Metal Hammer: “Yes, Bill Ward didn’t make it to the reunion in the end and yes, it is a damn shame, but what we have here is three of the single most important figures in heavy music history, together again, playing songs like Iron Man. At Donington.” (read in full here)
The Guardian: “Reunited except for original drummer Bill Ward, they turned in a sharp and compelling set, with the shambling Osbourne dancing like a rag doll but in strong voice and fully engaged with monolithic, dolorous slabs of sound such as Iron Man and War Pigs. As the baleful Paranoid brought Download to a close, it appeared that the original metal monsters are still the best.” (read in full here)

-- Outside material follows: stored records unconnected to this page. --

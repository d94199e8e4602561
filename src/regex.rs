//! Re-exports from either `regex` or `regex_lite`, depending on features.

#[cfg(feature = "lite")]
pub(crate) use ::regex_lite::Regex;
#[cfg(all(feature = "regex", not(feature = "lite")))]
pub(crate) use ::regex::Regex;

#[cfg(not(any(feature = "regex", feature = "lite")))]
compile_error!("keytrend requires the \"regex\" or \"lite\" feature to be enabled");
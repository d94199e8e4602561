//! Recognized record fields, their aliases and their handlers.
//!
//! Field names are resolved to a [`FieldKind`] through an alias table built
//! once per [`FieldConfig`]; each kind is then applied to the paper draft by
//! the handler registered for it in [`FIELD_HANDLERS`].

use crate::error::{ValueError, fields};
use crate::utils::split_labels;
use crate::{Paper, Taxonomy};
use std::collections::HashMap;
use std::collections::btree_map::Entry;

/// Fields understood by the normalizer.
///
/// The declaration order is the order in which fields are applied, so the
/// identifier fields are always resolved before anything that can fail.
#[derive(Debug, Clone, Copy, PartialEq, Eq, PartialOrd, Ord, Hash)]
pub enum FieldKind {
    Doi,
    Eid,
    Title,
    Author,
    Year,
    Abstract,
    PerYearCitations,
    IndexTerms,
    AuthorKeywords,
    SubjectAreas,
}

impl FieldKind {
    /// Canonical field name.
    pub fn name(&self) -> &'static str {
        match self {
            FieldKind::Doi => fields::DOI,
            FieldKind::Eid => fields::EID,
            FieldKind::Title => fields::TITLE,
            FieldKind::Author => fields::AUTHOR,
            FieldKind::Year => fields::YEAR,
            FieldKind::Abstract => fields::ABSTRACT,
            FieldKind::PerYearCitations => fields::PER_YEAR_CITATIONS,
            FieldKind::IndexTerms => fields::INDEX_TERMS,
            FieldKind::AuthorKeywords => fields::AUTHOR_KEYWORDS,
            FieldKind::SubjectAreas => fields::SUBJECT_AREAS,
        }
    }
}

/// Default field-name aliases for each field kind
pub(crate) const DEFAULT_FIELDS: &[(FieldKind, &[&str])] = &[
    (FieldKind::Doi, &["doi"]),
    (FieldKind::Eid, &["eid"]),
    (FieldKind::Title, &["title"]),
    (FieldKind::Author, &["author", "authors"]),
    (FieldKind::Year, &["year"]),
    (FieldKind::Abstract, &["abstract"]),
    (FieldKind::PerYearCitations, &["per_year_citations"]),
    (FieldKind::IndexTerms, &["index_terms"]),
    (FieldKind::AuthorKeywords, &["author_keywords"]),
    (FieldKind::SubjectAreas, &["subject_areas"]),
];

/// Applies the values of one field to a draft.
pub(crate) type FieldHandler = fn(&mut PaperDraft, &[String]) -> Result<(), ValueError>;

/// Handler registered for every field kind.
pub(crate) const FIELD_HANDLERS: &[(FieldKind, FieldHandler)] = &[
    (FieldKind::Doi, apply_doi),
    (FieldKind::Eid, apply_eid),
    (FieldKind::Title, apply_title),
    (FieldKind::Author, apply_author),
    (FieldKind::Year, apply_year),
    (FieldKind::Abstract, apply_abstract),
    (FieldKind::PerYearCitations, apply_citations),
    (FieldKind::IndexTerms, apply_index_terms),
    (FieldKind::AuthorKeywords, apply_author_keywords),
    (FieldKind::SubjectAreas, apply_subject_areas),
];

/// A paper under construction, with both identifier candidates kept apart
/// until the key is resolved.
#[derive(Debug, Default)]
pub(crate) struct PaperDraft {
    pub(crate) doi: Option<String>,
    pub(crate) eid: Option<String>,
    pub(crate) paper: Paper,
}

impl PaperDraft {
    /// First non-empty identifier, DOI before EID.
    pub(crate) fn key(&self) -> Option<&str> {
        self.doi.as_deref().or(self.eid.as_deref())
    }
}

fn first_non_empty(values: &[String]) -> Option<String> {
    values
        .iter()
        .map(|value| value.trim())
        .find(|value| !value.is_empty())
        .map(String::from)
}

fn first_or_default(values: &[String]) -> String {
    values.first().cloned().unwrap_or_default()
}

fn apply_doi(draft: &mut PaperDraft, values: &[String]) -> Result<(), ValueError> {
    draft.doi = first_non_empty(values);
    Ok(())
}

fn apply_eid(draft: &mut PaperDraft, values: &[String]) -> Result<(), ValueError> {
    draft.eid = first_non_empty(values);
    Ok(())
}

fn apply_title(draft: &mut PaperDraft, values: &[String]) -> Result<(), ValueError> {
    draft.paper.title = first_or_default(values);
    Ok(())
}

fn apply_author(draft: &mut PaperDraft, values: &[String]) -> Result<(), ValueError> {
    draft.paper.authors = first_or_default(values);
    Ok(())
}

fn apply_abstract(draft: &mut PaperDraft, values: &[String]) -> Result<(), ValueError> {
    draft.paper.abstract_text = first_or_default(values);
    Ok(())
}

fn apply_year(draft: &mut PaperDraft, values: &[String]) -> Result<(), ValueError> {
    let Some(year) = values.first().map(|value| value.trim()) else {
        return Ok(());
    };
    if year.is_empty() {
        return Ok(());
    }
    draft.paper.year = year.parse().map_err(|_| ValueError::BadValue {
        field: fields::YEAR,
        key: fields::YEAR,
        value: year.to_string(),
        reason: "year is not an integer".to_string(),
    })?;
    Ok(())
}

fn apply_citations(draft: &mut PaperDraft, values: &[String]) -> Result<(), ValueError> {
    for value in values {
        for token in value.split(',').map(str::trim).filter(|t| !t.is_empty()) {
            let (year, count) = parse_citation_token(token)?;
            match draft.paper.citations.entry(year) {
                Entry::Vacant(slot) => {
                    slot.insert(count);
                }
                Entry::Occupied(_) => {
                    return Err(bad_citation(token, "year listed twice"));
                }
            }
        }
    }
    draft.paper.total_citations = draft
        .paper
        .citations
        .values()
        .map(|&count| u64::from(count))
        .sum();
    Ok(())
}

fn apply_index_terms(draft: &mut PaperDraft, values: &[String]) -> Result<(), ValueError> {
    apply_labels(draft, Taxonomy::IndexTerm, values);
    Ok(())
}

fn apply_author_keywords(draft: &mut PaperDraft, values: &[String]) -> Result<(), ValueError> {
    apply_labels(draft, Taxonomy::AuthorKeyword, values);
    Ok(())
}

fn apply_subject_areas(draft: &mut PaperDraft, values: &[String]) -> Result<(), ValueError> {
    apply_labels(draft, Taxonomy::SubjectArea, values);
    Ok(())
}

fn apply_labels(draft: &mut PaperDraft, taxonomy: Taxonomy, values: &[String]) {
    let labels = draft.paper.labels_mut(taxonomy);
    for value in values {
        labels.extend(split_labels(value));
    }
}

/// Parse one `year:count` token.
pub(crate) fn parse_citation_token(token: &str) -> Result<(i32, u32), ValueError> {
    let (year, count) = token
        .split_once(':')
        .ok_or_else(|| bad_citation(token, "expected year:count"))?;
    let year = year
        .trim()
        .parse()
        .map_err(|_| bad_citation(token, "year is not an integer"))?;
    let count = count
        .trim()
        .parse()
        .map_err(|_| bad_citation(token, "count is not a non-negative integer"))?;
    Ok((year, count))
}

fn bad_citation(token: &str, reason: &str) -> ValueError {
    ValueError::BadValue {
        field: fields::PER_YEAR_CITATIONS,
        key: fields::PER_YEAR_CITATIONS,
        value: token.to_string(),
        reason: reason.to_string(),
    }
}

/// Field-name aliases for each recognized field kind.
///
/// # Examples
///
/// ```
/// use keytrend::FieldConfig;
/// use keytrend::normalize::FieldKind;
///
/// let mut config = FieldConfig::new();
/// config.add_field_aliases(FieldKind::Doi, vec!["DI".to_string()]);
/// assert_eq!(config.kind_for("di"), Some(FieldKind::Doi));
/// ```
#[derive(Debug, Clone)]
pub struct FieldConfig {
    /// Aliases per field kind
    pub(crate) alias_map: HashMap<FieldKind, Vec<String>>,
    /// Reverse lookup map for O(1) name-to-kind mapping
    pub(crate) reverse_map: HashMap<String, FieldKind>,
}

impl Default for FieldConfig {
    fn default() -> Self {
        Self::new()
    }
}

impl FieldConfig {
    /// Creates a configuration with the default aliases
    #[must_use]
    pub fn new() -> Self {
        let mut config = Self {
            alias_map: HashMap::new(),
            reverse_map: HashMap::new(),
        };
        for (kind, aliases) in DEFAULT_FIELDS {
            config
                .alias_map
                .insert(*kind, aliases.iter().map(|s| s.to_string()).collect());
        }
        config.rebuild_reverse_map();
        config
    }

    /// Rebuild the reverse lookup map after alias changes
    fn rebuild_reverse_map(&mut self) {
        self.reverse_map.clear();
        for (kind, aliases) in &self.alias_map {
            for alias in aliases {
                self.reverse_map.insert(alias.to_lowercase(), *kind);
            }
        }
    }

    /// Replaces the aliases of a field kind
    pub fn set_field_aliases(&mut self, kind: FieldKind, aliases: Vec<String>) -> &mut Self {
        self.alias_map.insert(kind, aliases);
        self.rebuild_reverse_map();
        self
    }

    /// Adds aliases to a field kind
    pub fn add_field_aliases(&mut self, kind: FieldKind, aliases: Vec<String>) -> &mut Self {
        self.alias_map.entry(kind).or_default().extend(aliases);
        self.rebuild_reverse_map();
        self
    }

    /// Finds the field kind for a field name, case-insensitively
    pub fn kind_for(&self, name: &str) -> Option<FieldKind> {
        self.reverse_map.get(&name.to_lowercase()).copied()
    }

    /// Validates the configuration
    pub fn validate(&self) -> Result<(), String> {
        let mut owners: HashMap<String, FieldKind> = HashMap::new();
        for (kind, aliases) in &self.alias_map {
            for alias in aliases {
                if alias.is_empty() {
                    return Err(format!("Empty alias found for field '{}'", kind.name()));
                }
                let alias_lower = alias.to_lowercase();
                if let Some(existing) = owners.get(&alias_lower)
                    && existing != kind
                {
                    return Err(format!(
                        "Alias '{}' is mapped to both '{}' and '{}'",
                        alias,
                        existing.name(),
                        kind.name()
                    ));
                }
                owners.insert(alias_lower, *kind);
            }
        }
        Ok(())
    }
}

The Independent: “I can’t imagine anything more fitting, on hearing the reunited Black Sabbath bludgeon slowly through the eponymous opener of their eponymous debut album, than standing in a sludgy Midlands field and hearing Mother Nature replace the sound effects on the record with real-life drizzle and thunder.” (read in full here)
Download Festival: “…it’s important to remember that Sabbath come from an era when the music did the talking, and it still does tonight as multi-platinum classic Paranoid brings a naturally abrupt end to proceedings.” (read in full here)
Setlist from Download:
‘Black Sabbath’
‘The Wizard’
‘Behind The Wall Of Sleep’
‘NIB’
‘Into The Void’
‘Under The Sun’
‘Snowblind’
‘War Pigs’
‘Electric Funeral’
‘Wheels of Confusion’
‘Sweet Leaf’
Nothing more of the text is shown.